Immigration tears us apart

It’s been another bad week for politics. The government’s temporary shutdown, which may lead to another in a couple of weeks, has exacerbated our country’s division over immigration. This chasm is tearing us apart.

The subject is complex and highly emotional. First let it be pointed out that there are two avenues of discontent. The first is immigration itself, the other is how we each feel about current immigration policy. As usual, the problem is magnified by two extreme views. The left wing of the Democratic Party calls for open borders, unlimited immigration and amnesty for immigrants here illegally. The Republican right wing wants to stop immigration and favors deportation of all immigrants here illegally. And, no surprise, most of us are somewhere in the middle.

Closing the government by one party in order to hold the other political hostage on the subject of immigration is not only wrong, but it drives another wedge between the voters and the politicians whom they elect. There is enough blame to go around for both sides, but we are all sick and tired of the blame game getting in the way of practical solutions. It is a situation that calls out for a common-sense solution.

Here is where I believe the average American stands on the subject of immigration:

We don’t hate immigrants; in our family tree we are all immigrants, and we don’t want to tear families apart by sending the “dreamers” back to a country that their parents fled from to give them a better life here. However, we are concerned for our safety by the existence of porous borders, by the threat of infiltration by Islamist terrorists, and yes, by the wave of so many who now come with very different values and beliefs.

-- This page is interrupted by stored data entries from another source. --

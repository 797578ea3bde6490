// SPDX-License-Identifier: BUSL-1.1
// Copyright (c) 2026 Alfred Jean LLC

use super::*;
use chrono::Utc;
use hq_core::{
    AgentId, AgentProvider, AgentRole, AgentState, KanbanColumn, LaneId, Location, RunId,
    StageRef, TaskStatus,
};

fn agent(id: &str, state: AgentState) -> AgentInstance {
    let now = Utc::now();
    AgentInstance {
        id: AgentId::from_string(id),
        template_id: None,
        name: id.to_string(),
        role: AgentRole::Coder,
        provider: AgentProvider::Claude,
        state,
        runtime_id: "local".to_string(),
        location: Location::Pane { session: format!("hq-{id}"), window: 0, pane: 0 },
        team_id: None,
        current_task_id: None,
        created_at: now,
        last_activity_at: now,
        error_message: None,
    }
}

#[test]
fn agent_crud_round_trip() {
    let store = FileStore::in_memory();
    let a = agent("agt-1", AgentState::Idle);
    store.put_agent(&a).unwrap();

    assert_eq!(store.get_agent("agt-1").unwrap(), Some(a.clone()));
    assert_eq!(store.list_agents().unwrap().len(), 1);
    assert!(store.delete_agent("agt-1").unwrap());
    assert!(!store.delete_agent("agt-1").unwrap());
    assert_eq!(store.get_agent("agt-1").unwrap(), None);
}

#[test]
fn non_terminal_agents_skips_finished() {
    let store = FileStore::in_memory();
    store.put_agent(&agent("agt-idle", AgentState::Idle)).unwrap();
    store.put_agent(&agent("agt-done", AgentState::Completed)).unwrap();
    store.put_agent(&agent("agt-dead", AgentState::Terminated)).unwrap();
    store.put_agent(&agent("agt-err", AgentState::Error)).unwrap();

    let mut ids: Vec<_> = store
        .non_terminal_agents()
        .unwrap()
        .into_iter()
        .map(|a| a.id.as_str().to_string())
        .collect();
    ids.sort();
    assert_eq!(ids, ["agt-err", "agt-idle"]);
}

#[test]
fn task_queries_by_lane_and_run() {
    let store = FileStore::in_memory();
    let now = Utc::now();

    let mut in_lane = hq_core::Task::new("a", now);
    in_lane.lane_id = Some(LaneId::from_string("lane-1"));
    let mut in_run = hq_core::Task::new("b", now);
    in_run.stage_ref = Some(StageRef {
        run_id: RunId::from_string("run-1"),
        stage_id: "build".to_string(),
        branch: None,
    });
    let plain = hq_core::Task::new("c", now);

    for t in [&in_lane, &in_run, &plain] {
        store.put_task(t).unwrap();
    }

    let lane_tasks = store.tasks_in_lane("lane-1").unwrap();
    assert_eq!(lane_tasks.len(), 1);
    assert_eq!(lane_tasks[0].id, in_lane.id);

    let run_tasks = store.tasks_for_run("run-1").unwrap();
    assert_eq!(run_tasks.len(), 1);
    assert_eq!(run_tasks[0].id, in_run.id);
}

#[test]
fn rows_survive_reopen() {
    let dir = tempfile::tempdir().unwrap();
    let path = dir.path().join("state.snapshot");

    {
        let store = FileStore::open(path.clone()).unwrap();
        store.put_agent(&agent("agt-1", AgentState::Working)).unwrap();
        let mut task = hq_core::Task::new("persisted", Utc::now());
        task.set_status(TaskStatus::Assigned, Utc::now());
        store.put_task(&task).unwrap();
    }

    let store = FileStore::open(path).unwrap();
    assert_eq!(store.list_agents().unwrap().len(), 1);
    let tasks = store.list_tasks().unwrap();
    assert_eq!(tasks.len(), 1);
    assert_eq!(tasks[0].status, TaskStatus::Assigned);
    assert_eq!(tasks[0].column, KanbanColumn::Backlog);
}

#[test]
fn active_runs_filters_terminal() {
    let store = FileStore::in_memory();
    let now = Utc::now();
    let pipeline = hq_core::Pipeline::new(
        "p",
        vec![hq_core::Stage {
            id: "s".to_string(),
            name: "s".to_string(),
            stage_type: hq_core::StageType::Sequential,
            agent_role: AgentRole::Coder,
            task_description: "x".to_string(),
            depends_on: vec![],
            condition: None,
            fan_out_count: None,
            timeout_secs: None,
        }],
        now,
    );

    let mut running = hq_core::PipelineRun::new(&pipeline, now);
    running.status = hq_core::RunStatus::Running;
    let mut done = hq_core::PipelineRun::new(&pipeline, now);
    done.status = hq_core::RunStatus::Completed;

    store.put_run(&running).unwrap();
    store.put_run(&done).unwrap();

    let active = store.active_runs().unwrap();
    assert_eq!(active.len(), 1);
    assert_eq!(active[0].id, running.id);
}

It is a different time. These are not the immigrants of Europe who found little trouble in assimilating. I know many of my comments will be construed as politically incorrect, but let’s face it — attempts at immigration reform have failed for almost 30 years, and that is why we face the predicament that we are now in. So, as I conduct my own self analysis on where we should be on immigration, some points become evident.

1. We need immigrant workers — many have become outstanding citizens, some entrepreneurs, some even leaders in medicine and technology.

Solution: For our safety, increase and enforce border security, place an annual cap on the amount of immigrants allowed to join us, make the vetting system more strenuous, and develop a merit system to assure more of those accepted bring some talents and skills with them so that they contribute to our economy while providing a better life for themselves and their families. Just as so many outstanding immigrants have done before them.

2. Some form of DACA, the DREAM act, must be enacted.

Solution: We do not wish to destroy immigrant families. But blanket amnesty should not be granted to those who broke the law while others came here legally. Instead the young immigrants brought here by their parents illegally must be granted a way to citizenship. Parents who have led decent lives, committed no serious crimes, and pose no threat should be granted a formula to be followed to gain eventual legal status.

A solution to our country’s great divide on immigration based on common sense and compromise can be achieved. Drop the idea of an unrealistic, multibillion-dollar physical wall, then pass a comprehensive immigration reform bill that includes limitations and border enforcement with some physical barriers where feasible.

There should be no amnesty, but a new formula for citizenship to be earned by those who disregarded the law while others respected it. And, passage of a reasonable, sensible version of an act to prevent deportation of young dreamers who believe in America, and are now part of a great country that they never want to involuntarily leave.

Strong, sensible, safety measures combined with compassion — that should be our immigration policy.

Now, some local notes…

Buzz from my last column on who will be the Democrat candidate in the Augusta area’s Senate District 15 indicates from various sources that “Wick” Johnson’s decision hangs on a current business situation.

Meanwhile, in the race to succeed Republican Rep. Matt Pouliot, now a candidate in District 15, word is that Augusta City Councilor at-large Jen Day is pondering a run for the Democratic nomination for the House.

Finally, congratulations to all the award winners at this years Kennebec Valley Chamber of Commerce dinner, especially friends Norm Elvin, a most deserving recipient of a Lifetime Achievement Award, and former Councilman Cecil Munson, a tireless worker for his community.

Don Roberts is a veteran broadcaster, writer and political consultant. He has served Augusta as a city councilor at-large, charter commission vice chairman and utilities district treasurer.